- **Work required**:
Your answer should be an exact copy of the listing.

▼

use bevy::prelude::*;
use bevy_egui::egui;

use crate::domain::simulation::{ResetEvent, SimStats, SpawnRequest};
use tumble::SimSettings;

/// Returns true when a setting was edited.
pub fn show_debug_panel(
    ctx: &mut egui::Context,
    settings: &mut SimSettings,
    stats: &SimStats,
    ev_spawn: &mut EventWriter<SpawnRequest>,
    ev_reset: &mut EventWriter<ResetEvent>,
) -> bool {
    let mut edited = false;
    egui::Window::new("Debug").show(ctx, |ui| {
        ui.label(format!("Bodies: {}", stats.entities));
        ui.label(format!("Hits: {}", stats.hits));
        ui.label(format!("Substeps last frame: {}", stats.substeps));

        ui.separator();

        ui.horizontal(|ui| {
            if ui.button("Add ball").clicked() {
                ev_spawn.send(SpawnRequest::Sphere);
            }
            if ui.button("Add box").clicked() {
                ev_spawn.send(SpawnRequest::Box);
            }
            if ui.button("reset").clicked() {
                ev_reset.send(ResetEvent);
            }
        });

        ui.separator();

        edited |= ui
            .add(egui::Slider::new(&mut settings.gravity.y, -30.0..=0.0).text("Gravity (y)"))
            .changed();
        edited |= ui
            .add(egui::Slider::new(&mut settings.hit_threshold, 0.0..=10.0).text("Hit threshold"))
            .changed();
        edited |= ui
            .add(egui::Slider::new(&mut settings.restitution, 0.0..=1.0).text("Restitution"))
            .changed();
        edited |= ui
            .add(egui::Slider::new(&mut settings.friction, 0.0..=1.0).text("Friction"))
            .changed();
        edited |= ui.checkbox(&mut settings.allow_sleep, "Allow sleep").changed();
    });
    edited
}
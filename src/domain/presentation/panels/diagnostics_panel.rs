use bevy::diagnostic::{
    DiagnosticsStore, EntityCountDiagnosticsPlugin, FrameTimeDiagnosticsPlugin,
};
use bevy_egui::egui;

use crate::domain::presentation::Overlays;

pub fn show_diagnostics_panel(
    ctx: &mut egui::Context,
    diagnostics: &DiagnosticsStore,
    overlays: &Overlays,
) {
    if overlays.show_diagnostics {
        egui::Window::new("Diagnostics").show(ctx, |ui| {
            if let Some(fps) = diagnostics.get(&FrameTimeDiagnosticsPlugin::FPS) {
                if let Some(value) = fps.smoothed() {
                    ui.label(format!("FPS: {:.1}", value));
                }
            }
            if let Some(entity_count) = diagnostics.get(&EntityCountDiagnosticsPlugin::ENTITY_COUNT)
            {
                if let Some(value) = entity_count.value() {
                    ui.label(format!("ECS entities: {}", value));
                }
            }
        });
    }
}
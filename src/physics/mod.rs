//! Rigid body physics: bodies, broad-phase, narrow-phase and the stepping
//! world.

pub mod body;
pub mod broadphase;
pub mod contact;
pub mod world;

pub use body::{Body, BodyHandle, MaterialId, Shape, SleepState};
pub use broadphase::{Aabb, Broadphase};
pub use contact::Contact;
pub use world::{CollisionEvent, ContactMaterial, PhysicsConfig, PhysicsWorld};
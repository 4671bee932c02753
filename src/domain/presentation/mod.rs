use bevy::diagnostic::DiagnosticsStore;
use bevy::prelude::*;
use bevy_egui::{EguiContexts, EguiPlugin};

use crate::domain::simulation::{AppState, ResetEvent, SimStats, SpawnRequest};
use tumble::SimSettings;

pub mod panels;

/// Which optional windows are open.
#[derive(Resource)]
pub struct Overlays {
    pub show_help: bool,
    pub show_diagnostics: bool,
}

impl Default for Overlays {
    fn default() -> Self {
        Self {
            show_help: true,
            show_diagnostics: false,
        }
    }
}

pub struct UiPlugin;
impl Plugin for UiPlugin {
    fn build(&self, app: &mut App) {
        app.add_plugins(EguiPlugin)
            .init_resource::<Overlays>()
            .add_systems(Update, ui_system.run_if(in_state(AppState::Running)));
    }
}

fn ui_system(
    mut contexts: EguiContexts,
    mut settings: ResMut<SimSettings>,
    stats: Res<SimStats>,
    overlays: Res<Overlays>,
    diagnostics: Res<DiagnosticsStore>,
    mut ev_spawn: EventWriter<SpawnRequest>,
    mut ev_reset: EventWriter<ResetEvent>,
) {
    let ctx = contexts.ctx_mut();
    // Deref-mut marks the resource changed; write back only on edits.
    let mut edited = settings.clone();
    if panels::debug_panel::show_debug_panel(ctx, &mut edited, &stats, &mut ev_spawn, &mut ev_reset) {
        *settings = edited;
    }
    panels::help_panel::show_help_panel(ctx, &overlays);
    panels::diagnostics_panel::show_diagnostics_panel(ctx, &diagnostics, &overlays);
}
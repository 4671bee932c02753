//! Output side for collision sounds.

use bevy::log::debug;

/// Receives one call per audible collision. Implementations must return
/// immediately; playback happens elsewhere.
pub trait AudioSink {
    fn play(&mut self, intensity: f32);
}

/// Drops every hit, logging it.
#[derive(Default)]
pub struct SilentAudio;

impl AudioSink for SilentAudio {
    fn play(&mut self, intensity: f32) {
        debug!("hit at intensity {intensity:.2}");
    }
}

▲

- **Exercise response**:
use bevy::prelude::*;
use bevy_egui::egui;

use crate::domain::simulation::{ResetEvent, SimStats, SpawnRequest};
use tumble::SimSettings;

/// Returns true when a setting was edited.
pub fn show_debug_panel(
    ctx: &mut egui::Context,
    settings: &mut SimSettings,
    stats: &SimStats,
    ev_spawn: &mut EventWriter<SpawnRequest>,
    ev_reset: &mut EventWriter<ResetEvent>,
) -> bool {
    let mut edited = false;
    egui::Window::new("Debug").show(ctx, |ui| {
        ui.label(format!("Bodies: {}", stats.entities));
        ui.label(format!("Hits: {}", stats.hits));
        ui.label(format!("Substeps last frame: {}", stats.substeps));

        ui.separator();

        ui.horizontal(|ui| {
            if ui.button("Add ball").clicked() {
                ev_spawn.send(SpawnRequest::Sphere);
            }
            if ui.button("Add box").clicked() {
                ev_spawn.send(SpawnRequest::Box);
            }
            if ui.button("reset").clicked() {
                ev_reset.send(ResetEvent);
            }
        });

        ui.separator();

        edited |= ui
            .add(egui::Slider::new(&mut settings.gravity.y, -30.0..=0.0).text("Gravity (y)"))
            .changed();
        edited |= ui
            .add(egui::Slider::new(&mut settings.hit_threshold, 0.0..=10.0).text("Hit threshold"))
            .changed();
        edited |= ui
            .add(egui::Slider::new(&mut settings.restitution, 0.0..=1.0).text("Restitution"))
            .changed();
        edited |= ui
            .add(egui::Slider::new(&mut settings.friction, 0.0..=1.0).text("Friction"))
            .changed();
        edited |= ui.checkbox(&mut settings.allow_sleep, "Allow sleep").changed();
    });
    edited
}
filename src/domain/presentation/panels/diagnostics_panel.rs
use bevy::diagnostic::{
    DiagnosticsStore, EntityCountDiagnosticsPlugin, FrameTimeDiagnosticsPlugin,
};
use bevy_egui::egui;

use crate::domain::presentation::Overlays;

pub fn show_diagnostics_panel(
    ctx: &mut egui::Context,
    diagnostics: &DiagnosticsStore,
    overlays: &Overlays,
) {
    if overlays.show_diagnostics {
        egui::Window::new("Diagnostics").show(ctx, |ui| {
            if let Some(fps) = diagnostics.get(&FrameTimeDiagnosticsPlugin::FPS) {
                if let Some(value) = fps.smoothed() {
                    ui.label(format!("FPS: {:.1}", value));
                }
            }
            if let Some(entity_count) = diagnostics.get(&EntityCountDiagnosticsPlugin::ENTITY_COUNT)
            {
                if let Some(value) = entity_count.value() {
                    ui.label(format!("ECS entities: {}", value));
                }
            }
        });
    }
}
filename src/physics/mod.rs
//! Rigid body physics: bodies, broad-phase, narrow-phase and the stepping
//! world.

pub mod body;
pub mod broadphase;
pub mod contact;
pub mod world;

pub use body::{Body, BodyHandle, MaterialId, Shape, SleepState};
pub use broadphase::{Aabb, Broadphase};
pub use contact::Contact;
pub use world::{CollisionEvent, ContactMaterial, PhysicsConfig, PhysicsWorld};
repository 4671bee932c02753
filename src/domain/presentation/mod.rs
use bevy::diagnostic::DiagnosticsStore;
use bevy::prelude::*;
use bevy_egui::{EguiContexts, EguiPlugin};

use crate::domain::simulation::{AppState, ResetEvent, SimStats, SpawnRequest};
use tumble::SimSettings;

pub mod panels;

/// Which optional windows are open.
#[derive(Resource)]
pub struct Overlays {
    pub show_help: bool,
    pub show_diagnostics: bool,
}

impl Default for Overlays {
    fn default() -> Self {
        Self {
            show_help: true,
            show_diagnostics: false,
        }
    }
}

pub struct UiPlugin;
impl Plugin for UiPlugin {
    fn build(&self, app: &mut App) {
        app.add_plugins(EguiPlugin)
            .init_resource::<Overlays>()
            .add_systems(Update, ui_system.run_if(in_state(AppState::Running)));
    }
}

fn ui_system(
    mut contexts: EguiContexts,
    mut settings: ResMut<SimSettings>,
    stats: Res<SimStats>,
    overlays: Res<Overlays>,
    diagnostics: Res<DiagnosticsStore>,
    mut ev_spawn: EventWriter<SpawnRequest>,
    mut ev_reset: EventWriter<ResetEvent>,
) {
    let ctx = contexts.ctx_mut();
    // Deref-mut marks the resource changed; write back only on edits.
    let mut edited = settings.clone();
    if panels::debug_panel::show_debug_panel(ctx, &mut edited, &stats, &mut ev_spawn, &mut ev_reset) {
        *settings = edited;
    }
    panels::help_panel::show_help_panel(ctx, &overlays);
    panels::diagnostics_panel::show_diagnostics_panel(ctx, &diagnostics, &overlays);
}
repository 4671bee932c02753
//! Output side for collision sounds.

use bevy::log::debug;

/// Receives one call per audible collision. Implementations must return
/// immediately; playback happens elsewhere.
pub trait AudioSink {
    fn play(&mut self, intensity: f32);
}

/// Drops every hit, logging it.
#[derive(Default)]
pub struct SilentAudio;

impl AudioSink for SilentAudio {
    fn play(&mut self, intensity: f32) {
        debug!("hit at intensity {intensity:.2}");
    }
}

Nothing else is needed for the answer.